Type I collagen self-assembly: the roles of substrate and concentration.

Collagen molecules, self-assembled into macroscopic hierarchical tissue networks, are the main organic building block of many biological tissues. A particularly common and important form of this self-assembly consists of type I collagen fibrils, which exhibit a nanoscopic signature, D-periodic gap/overlap spacing, with a distribution of values centered at approximately 67 nm. In order to better understand the relationship between type I collagen self-assembly and D-spacing distribution, we investigated surface-mediated collagen self-assembly as a function of substrate and incubation concentration. Collagen fibril assembly on phlogopite and muscovite mica as well as fibrillar gel coextrusion in glass capillary tubes all exhibited D-spacing distributions similar to those commonly observed in biological tissues.
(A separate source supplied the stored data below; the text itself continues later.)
// src/config/validate.rs

use crate::config::model::{ConfigFile, PluginArtifactEntry, RawConfigFile};
use crate::errors::{Result, SbtRunError};
use crate::types::{ArtifactCoordinate, ResolvedArtifact};

impl TryFrom<RawConfigFile> for ConfigFile {
    type Error = crate::errors::SbtRunError;

    fn try_from(raw: RawConfigFile) -> std::result::Result<Self, Self::Error> {
        validate_raw_config(&raw)?;
        let plugin_artifacts = raw
            .plugin_artifact
            .iter()
            .map(plugin_artifact)
            .collect::<Vec<_>>();
        Ok(ConfigFile::new_unchecked(raw, plugin_artifacts))
    }
}

fn validate_raw_config(cfg: &RawConfigFile) -> Result<()> {
    validate_launcher(cfg)?;
    validate_bootstrap(cfg)?;
    validate_plugin_artifacts(cfg)?;
    validate_system_properties(cfg)?;
    Ok(())
}

fn config_error(msg: impl Into<String>) -> SbtRunError {
    SbtRunError::ConfigError(msg.into())
}

fn validate_launcher(cfg: &RawConfigFile) -> Result<()> {
    let launcher = &cfg.launcher;
    if launcher.group.trim().is_empty() || launcher.name.trim().is_empty() {
        return Err(config_error("[launcher].group and [launcher].name must not be empty"));
    }
    if launcher.main_class.trim().is_empty() {
        return Err(config_error("[launcher].main_class must not be empty"));
    }
    if let Some(ref version) = launcher.version {
        if version.trim().is_empty() {
            return Err(config_error("[launcher].version must not be empty when set"));
        }
    }
    Ok(())
}

fn validate_bootstrap(cfg: &RawConfigFile) -> Result<()> {
    let bootstrap = &cfg.bootstrap;
    if bootstrap.group.trim().is_empty()
        || bootstrap.name.trim().is_empty()
        || bootstrap.kind.trim().is_empty()
    {
        return Err(config_error(
            "[bootstrap].group, [bootstrap].name and [bootstrap].type must not be empty",
        ));
    }
    Ok(())
}

fn validate_plugin_artifacts(cfg: &RawConfigFile) -> Result<()> {
    for (idx, entry) in cfg.plugin_artifact.iter().enumerate() {
        let fields = [
            ("group", entry.group.as_str()),
            ("name", entry.name.as_str()),
            ("version", entry.version.as_str()),
            ("type", entry.kind.as_str()),
        ];
        for (field, value) in fields {
            if value.trim().is_empty() {
                return Err(config_error(format!(
                    "[[plugin_artifact]] #{} has an empty `{}`",
                    idx + 1,
                    field
                )));
            }
        }
        if entry.file.as_os_str().is_empty() {
            return Err(config_error(format!(
                "[[plugin_artifact]] '{}:{}' has an empty `file`",
                entry.group, entry.name
            )));
        }
    }
    Ok(())
}

fn validate_system_properties(cfg: &RawConfigFile) -> Result<()> {
    let keys = cfg
        .system_properties
        .keys()
        .chain(cfg.system_property_files.keys());

    for key in keys {
        if key.is_empty() || key.contains('=') || key.chars().any(char::is_whitespace) {
            return Err(config_error(format!(
                "invalid system property name '{key}' (must be non-empty, without '=' or whitespace)"
            )));
        }
        if cfg.system_properties.contains_key(key) && cfg.system_property_files.contains_key(key) {
            return Err(config_error(format!(
                "system property '{key}' is set both as text and as file"
            )));
        }
    }
    Ok(())
}

fn plugin_artifact(entry: &PluginArtifactEntry) -> ResolvedArtifact {
    let coordinate = ArtifactCoordinate::new(&entry.group, &entry.name, &entry.version)
        .with_kind(&entry.kind);
    ResolvedArtifact::new(coordinate, entry.file.clone())
}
The observation of D-spacing distribution by self-assembly of type I collagen alone is significant as it eliminates the necessity to invoke other preassembly or postassembly hypotheses, such as variation in the content of collagen types, enzymatic cross-linking, or other post-translational modifications, as mechanistic origins of D-spacing distribution. The D-spacing distribution on phlogopite mica is independent of type I collagen concentration, but on muscovite mica D-spacing distributions showed increased negative skewness at 20 μg/mL and higher concentrations. Tilted D-spacing angles were found to correlate with decreased D-spacing measurements, an effect that can be removed with a tilt angle correction, resulting in no concentration dependence of D-spacing distribution on muscovite mica. We then demonstrated that tilted D-spacing is uncommon in biological tissues and it does not explain previous observations of low D-spacing values in ovariectomized dermis and bone.